Le Conseil constitutionnel a été saisi le 5 novembre 2014 par la Cour de cassation (troisième chambre civile, arrêt n° 1434 du 5 novembre 2014), dans les conditions prévues à l'article 61-1 de la Constitution, d'une question prioritaire de constitutionnalité relative à la conformité aux droits et libertés que la Constitution garantit de l'article L. 442-3 du code de la construction et de l'habitation dans sa version issue de la loi n° 2010-1488 du 7 décembre 2010 portant nouvelle organisation du marché de l'électricité et posée par Mme Michèle C., [20 autres requérants personnes physiques], l'association Force ouvrière des consommateurs de l'Aube (AFOC), l'association Confédération nationale du logement (CNL), Fédération de l'Aube, et l'association Confédération générale du logement (CGL), Union départementale de l'Aube (n° 2014-441 QPC).

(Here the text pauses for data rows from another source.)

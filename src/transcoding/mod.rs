//! Request-to-transcode-job lifecycle coordination.
//!
//! Segments and playlists are produced by long-running encoder processes.
//! This module binds each HTTP request to the job writing the file it asks
//! for, counts the requests depending on every job, and stops jobs either
//! when they sit idle or when a client asks for it.
//!
//! - [`JobRegistry`]: the single serialization point for job state.
//! - [`JobLease`]: a request's reference, released exactly once.
//! - [`TerminationService`]: forced kills by [`JobFilter`] and idle reaping.
//! - [`paths`] and [`playlist`]: turning request identifiers into files.

pub mod encoder;
pub mod filter;
pub mod job;
pub mod paths;
pub mod playlist;
pub mod registry;
pub mod termination;

pub use encoder::{EncoderControl, OutputCleanup, ProcessEncoderControl};
pub use filter::{JobFilter, MATCH_ALL};
pub use job::{JobId, JobKind, JobSnapshot, TranscodeJob};
pub use playlist::find_playlist_path;
pub use registry::{IdleTimeouts, JobLease, JobRegistry};
pub use termination::{start_reaper_task, TerminationService};
mod types;

pub use types::*;

use anyhow::{Context, Result};
use std::path::Path;

/// Load configuration from a TOML file
pub fn load_config(path: &Path) -> Result<Config> {
    let content = std::fs::read_to_string(path)
        .with_context(|| format!("Failed to read config file: {:?}", path))?;

    let config: Config = toml::from_str(&content)
        .with_context(|| format!("Failed to parse config file: {:?}", path))?;

    validate_config(&config)?;

    Ok(config)
}

/// Load config from default locations or return default config
pub fn load_config_or_default(custom_path: Option<&Path>) -> Result<Config> {
    if let Some(path) = custom_path {
        return load_config(path);
    }

    let default_paths = [
        "./config.toml",
        "./segmentd.toml",
        "~/.config/segmentd/config.toml",
        "/etc/segmentd/config.toml",
    ];

    for path_str in default_paths {
        let path = shellexpand::tilde(path_str);
        let path = Path::new(path.as_ref());
        if path.exists() {
            return load_config(path);
        }
    }

    Ok(Config::default())
}

/// Validate configuration
pub fn validate_config(config: &Config) -> Result<()> {
    if config.server.port == 0 {
        anyhow::bail!("Server port cannot be 0");
    }

    if config.server.auth.enabled
        && config
            .server
            .auth
            .api_key
            .as_deref()
            .map_or(true, str::is_empty)
    {
        anyhow::bail!("Authentication is enabled but no api_key is configured");
    }

    let transcoding = &config.transcoding;
    if transcoding.hls_idle_timeout_secs == 0 || transcoding.progressive_idle_timeout_secs == 0 {
        anyhow::bail!("Idle timeouts must be greater than 0");
    }
    if transcoding.reap_interval_secs == 0 {
        anyhow::bail!("reap_interval_secs must be greater than 0");
    }

    if !transcoding.output_dir.exists() {
        tracing::warn!(
            "Transcode output directory does not exist yet: {:?}",
            transcoding.output_dir
        );
    }

    Ok(())
}
//! Control surface of the encoder that owns the transcode processes.

use async_trait::async_trait;
use std::path::{Path, PathBuf};

use super::job::TranscodeJob;
use crate::error::Result;

/// Operations the coordinator delegates to the encoder.
///
/// Jobs handed to [`EncoderControl::stop`] have already been removed from the
/// registry; the implementation only has to deal with the process and its
/// files.
#[async_trait]
pub trait EncoderControl: Send + Sync {
    /// Terminate the job's process and apply `cleanup` to its output files.
    async fn stop(&self, job: &TranscodeJob, cleanup: &OutputCleanup) -> Result<()>;
}

/// What happens to a stopped job's files.
#[derive(Debug, Clone, Default, PartialEq, Eq)]
pub enum OutputCleanup {
    /// Leave everything on disk.
    #[default]
    Keep,
    /// Delete the job's playlist and segments. Files that may belong to one
    /// of `live_outputs` are left alone.
    Delete { live_outputs: Vec<PathBuf> },
}

/// Stops encoders by process id and cleans up their partial output.
#[derive(Debug, Default, Clone)]
pub struct ProcessEncoderControl;

#[async_trait]
impl EncoderControl for ProcessEncoderControl {
    async fn stop(&self, job: &TranscodeJob, cleanup: &OutputCleanup) -> Result<()> {
        if let Some(pid) = job.pid {
            terminate_process(pid);
        }

        if let OutputCleanup::Delete { live_outputs } = cleanup {
            let removed = delete_partial_output(&job.output_path, live_outputs).await?;
            tracing::debug!(
                path = %job.output_path.display(),
                removed,
                "Deleted transcode output files"
            );
        }

        Ok(())
    }
}

#[cfg(unix)]
fn terminate_process(pid: u32) {
    use nix::sys::signal::{kill, Signal};
    use nix::unistd::Pid;

    let Ok(raw) = i32::try_from(pid) else {
        tracing::warn!(pid, "Encoder pid out of range");
        return;
    };

    match kill(Pid::from_raw(raw), Signal::SIGTERM) {
        Ok(()) => tracing::info!(pid, "Sent SIGTERM to encoder"),
        Err(nix::errno::Errno::ESRCH) => tracing::debug!(pid, "Encoder already exited"),
        Err(e) => tracing::warn!(pid, error = %e, "Failed to signal encoder"),
    }
}

#[cfg(not(unix))]
fn terminate_process(pid: u32) {
    tracing::warn!(pid, "Signalling encoder processes is not supported on this platform");
}

/// Delete the output file at `output_path` and its numbered segments.
///
/// Segments are named `<stem><index>.<ext>` next to the output file. A name
/// that also starts with the stem of a job in `live_outputs` (for example
/// `abc12.m3u8` when `abc1.m3u8` is being cleaned up) is skipped, since it
/// may be that job's file.
pub async fn delete_partial_output(output_path: &Path, live_outputs: &[PathBuf]) -> Result<usize> {
    let (Some(dir), Some(file_name), Some(stem)) = (
        output_path.parent(),
        output_path.file_name(),
        output_path.file_stem(),
    ) else {
        return Ok(0);
    };
    let file_name = file_name.to_string_lossy();
    let stem = stem.to_string_lossy();

    let live_stems: Vec<String> = live_outputs
        .iter()
        .filter(|live| live.as_path() != output_path && live.parent() == Some(dir))
        .filter_map(|live| live.file_stem())
        .map(|live| live.to_string_lossy().into_owned())
        .filter(|live| live.starts_with(stem.as_ref()))
        .collect();

    let mut entries = match tokio::fs::read_dir(dir).await {
        Ok(entries) => entries,
        Err(e) if e.kind() == std::io::ErrorKind::NotFound => return Ok(0),
        Err(e) => return Err(e.into()),
    };

    let mut removed = 0;
    while let Some(entry) = entries.next_entry().await? {
        let name = entry.file_name();
        let name = name.to_string_lossy();
        let owned = name == file_name
            || (is_numbered_segment(&name, &stem)
                && !live_stems.iter().any(|live| name.starts_with(live.as_str())));
        if !owned {
            continue;
        }
        match tokio::fs::remove_file(entry.path()).await {
            Ok(()) => removed += 1,
            Err(e) => tracing::warn!(
                path = %entry.path().display(),
                error = %e,
                "Failed to delete transcode output file"
            ),
        }
    }

    Ok(removed)
}

/// `<stem><digits>.<ext>` with at least one digit and a non-empty extension.
fn is_numbered_segment(name: &str, stem: &str) -> bool {
    let Some((index, ext)) = name.strip_prefix(stem).and_then(|rest| rest.split_once('.')) else {
        return false;
    };
    !index.is_empty() && index.bytes().all(|b| b.is_ascii_digit()) && !ext.is_empty()
}
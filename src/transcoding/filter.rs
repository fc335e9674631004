//! Job selection by owning device and play session.

/// Predicate over a job's `(device_id, play_session_id)` pair.
#[derive(Debug, Clone, PartialEq, Eq)]
pub enum JobFilter {
    /// Matches every job.
    All,
    /// Matches jobs whose device and play session both equal the given values.
    Session {
        device_id: String,
        play_session_id: String,
    },
    /// Matches jobs belonging to the play session, whatever the device.
    PlaySession(String),
}

/// Canonical filter for blanket termination.
pub const MATCH_ALL: JobFilter = JobFilter::All;

impl JobFilter {
    pub fn session(device_id: impl Into<String>, play_session_id: impl Into<String>) -> Self {
        JobFilter::Session {
            device_id: device_id.into(),
            play_session_id: play_session_id.into(),
        }
    }

    /// Jobs without a recorded device or session never match a filter that names one.
    pub fn matches(&self, device_id: Option<&str>, play_session_id: Option<&str>) -> bool {
        match self {
            JobFilter::All => true,
            JobFilter::Session {
                device_id: want_device,
                play_session_id: want_session,
            } => {
                device_id == Some(want_device.as_str())
                    && play_session_id == Some(want_session.as_str())
            }
            JobFilter::PlaySession(want_session) => {
                play_session_id == Some(want_session.as_str())
            }
        }
    }
}

#[cfg(test)]
mod tests {
    use super::*;

    #[test]
    fn match_all_accepts_anything() {
        assert!(MATCH_ALL.matches(None, None));
        assert!(MATCH_ALL.matches(Some("d1"), Some("s1")));
    }

    #[test]
    fn session_requires_both_fields() {
        let filter = JobFilter::session("d1", "s1");
        assert!(filter.matches(Some("d1"), Some("s1")));
        assert!(!filter.matches(Some("d1"), Some("s2")));
        assert!(!filter.matches(Some("d2"), Some("s1")));
        assert!(!filter.matches(None, Some("s1")));
        assert!(!filter.matches(Some("d1"), None));
    }

    #[test]
    fn session_match_is_case_sensitive() {
        let filter = JobFilter::session("Device", "Session");
        assert!(!filter.matches(Some("device"), Some("session")));
    }

    #[test]
    fn play_session_ignores_device() {
        let filter = JobFilter::PlaySession("s1".into());
        assert!(filter.matches(Some("d1"), Some("s1")));
        assert!(filter.matches(None, Some("s1")));
        assert!(!filter.matches(Some("d1"), Some("s2")));
    }
}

Il a été saisi le même jour dans les mêmes conditions par la Cour de cassation (troisième chambre civile, arrêt n° 1435 du 5 novembre 2014) d'une question prioritaire de constitutionnalité relative à la même disposition et posée par : Mme Laure B., [54 autres requérants personnes physiques], l'Association Force ouvrière des consommateurs de l'Aube (AFOC), l'association Confédération nationale du logement (CNL), Fédération de l'Aube, et l'association Confédération générale du logement (CGL) Union départementale de l'Aube (n° 2014-442 QPC).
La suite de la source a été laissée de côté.